However, in the above-mentioned operation type machine tool, the present position of the feed axis of the tool is displayed by being shifted from the position on the drawing of the workpiece to be machined by the tool radius. There is a problem that an operation error easily occurs.

Therefore, the present invention does not cause the above problem, and does not shift the display of the current position of the feed axis of the tool by the tool radius.
That is, an object of the present invention is to provide an operation-type machine tool which displays the size of a workpiece to be processed in accordance with the dimensions on a processing drawing and eliminates the operation error by the operator.

[0006]

SUMMARY OF THE INVENTION In order to solve the above-mentioned problems, the present invention provides a display data selection method in which the tool diameter data set by the tool diameter setting means is added to the current position data output from the current position output means. An operation type machine tool is provided in which the display position of a tool is made to coincide with the dimension of a workpiece on a machining drawing by adding or subtracting the display data operation means by selecting one of the means. More specifically, according to the present invention, X,
Current position output means for outputting the current position data of each feed axis in an operation type machine tool which feeds each feed axis of Y and Z axes by manual operation and relatively moves a tool and a work to perform various processing. And tool diameter setting means for setting the tool diameter data of the tool; and addition data obtained by adding the tool diameter data set by the tool diameter setting means to the current position data output from the current position output means. Display data subtraction of the tool diameter data from the current position data, display data selection means to specify whether to display the current position data as it is, the addition data selected by the display data selection means, Alternatively, there is provided an operation type machine tool comprising: display data calculation means for calculating the subtraction data and sending the calculation result to a display unit.

[0007]

According to the operation type machine tool of the present invention, the tool diameter data set by the tool diameter setting means is added to the tool current position data outputted from the current position output means by the display data selecting means and the display data calculating means.
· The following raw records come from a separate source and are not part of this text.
//! # Pipeline Module
//!
//! Separa le responsabilità della run in sottomoduli:
//! - `state`: stati e funzione di transizione
//! - `source`: risoluzione immagine sorgente (libreria o upload)
//! - `orchestrator`: state machine che esegue la run

pub mod orchestrator;
pub mod source;
pub mod state;

pub use orchestrator::{PipelineOrchestrator, StylizeRequest};
pub use source::{SourceImage, SourceKind, SourceSelection};
pub use state::{PipelineState, StateMachine};

use crate::{artifact::StylizationArtifact, compressor::CompressionResult, file_manager::FileManager};
use serde::{Deserialize, Serialize};
use std::path::PathBuf;
use std::time::Duration;

/// What the compressor did to an upload
#[derive(Debug, Clone, PartialEq, Serialize, Deserialize)]
pub struct CompressionSummary {
    pub original_bytes: u64,
    pub achieved_bytes: u64,
    pub quality: u8,
    pub attempts: Vec<u8>,
    pub target_size_kb: u32,
    pub within_budget: bool,
    /// Compressed file handed to the stylizer
    pub path: PathBuf,
}

impl CompressionSummary {
    pub fn new(original_bytes: u64, result: &CompressionResult, path: PathBuf) -> Self {
        Self {
            original_bytes,
            achieved_bytes: result.achieved_bytes(),
            quality: result.quality,
            attempts: result.attempts.clone(),
            target_size_kb: result.target_size_kb,
            within_budget: result.within_budget(),
            path,
        }
    }

    pub fn achieved_size_kb(&self) -> f64 {
        self.achieved_bytes as f64 / 1024.0
    }
}

/// Outcome of one pipeline run
#[derive(Debug, Clone)]
pub struct RunReport {
    /// Terminal state, `Completed` or `Failed`
    pub state: PipelineState,
    /// Every state visited, starting at `Idle`
    pub history: Vec<PipelineState>,
    pub compression: Option<CompressionSummary>,
    pub artifact: Option<StylizationArtifact>,
    /// User-facing failure message
    pub error: Option<String>,
    pub duration: Duration,
}

impl RunReport {
    pub fn is_completed(&self) -> bool {
        self.state == PipelineState::Completed
    }

    /// One-line summary for the terminal
    pub fn format_summary(&self) -> String {
        let compression = self
            .compression
            .as_ref()
            .map(|c| {
                format!(
                    " | Upload: {} -> {} at quality {}{}",
                    FileManager::format_size(c.original_bytes),
                    FileManager::format_size(c.achieved_bytes),
                    c.quality,
                    if c.within_budget { "" } else { " (over budget)" }
                )
            })
            .unwrap_or_default();

        match (&self.artifact, &self.error) {
            (Some(artifact), _) => format!(
                "Stylization complete: {} ({:.1}s){}",
                artifact.path.display(),
                self.duration.as_secs_f64(),
                compression
            ),
            (None, Some(message)) => format!("An error occurred during stylization: {}{}", message, compression),
            (None, None) => format!("Run ended in state {:?}", self.state),
        }
    }
}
Without adding or subtracting, or adding or subtracting, the current position of the tool is displayed in accordance with the dimensions of the workpiece to be machined while displaying the current position of the tool. Work is processed by moving the workpiece.

[0008]

FIG. 1 is a block diagram showing an embodiment of the present invention. A machine operation unit 4 and a display unit 5 are incorporated in a machine operation device (not shown), and a machine control unit 3 and a feed control unit 1 are similarly incorporated in a machine control device (not shown). The machine operation unit 4 is provided with a tool diameter setting unit 51 and a display data selection unit, and the machine control unit 3 is provided with a display data calculation unit 31 and a storage unit 32. Further, the machine operating device and the machine control device will be described with reference to FIG. The manual handle operation unit 2 shown in FIG. 1 is provided with an X-axis manual handle 2X, a Y-axis manual handle 2Y, and a Z-axis manual handle 2Z, and the manual handles 2X, 2Y,
The manual pulse generator (not shown) is built in the 2Z, and the feed motors 6X, 6Y, 6Z of each axis can be driven according to the operation of the manual handles 2X, 2Y, 2Z. The machine body 7 includes an X-axis feed motor 6X,
A scale 8 for each axis which includes a Y-axis feed motor 6Y and a Z-axis feed motor 6Z, and further reads the mechanical position of each feed axis.
X, 8Y, and 8Z. The feed control unit 1 includes a memory 11 for storing information on a machine position, a calculation unit 12 for calculating an angle of a diagonal line described later, and the like, and a movement command to a feed motor of each axis in response to an operation of a manual handle of each axis. And a function generator 13 for generating.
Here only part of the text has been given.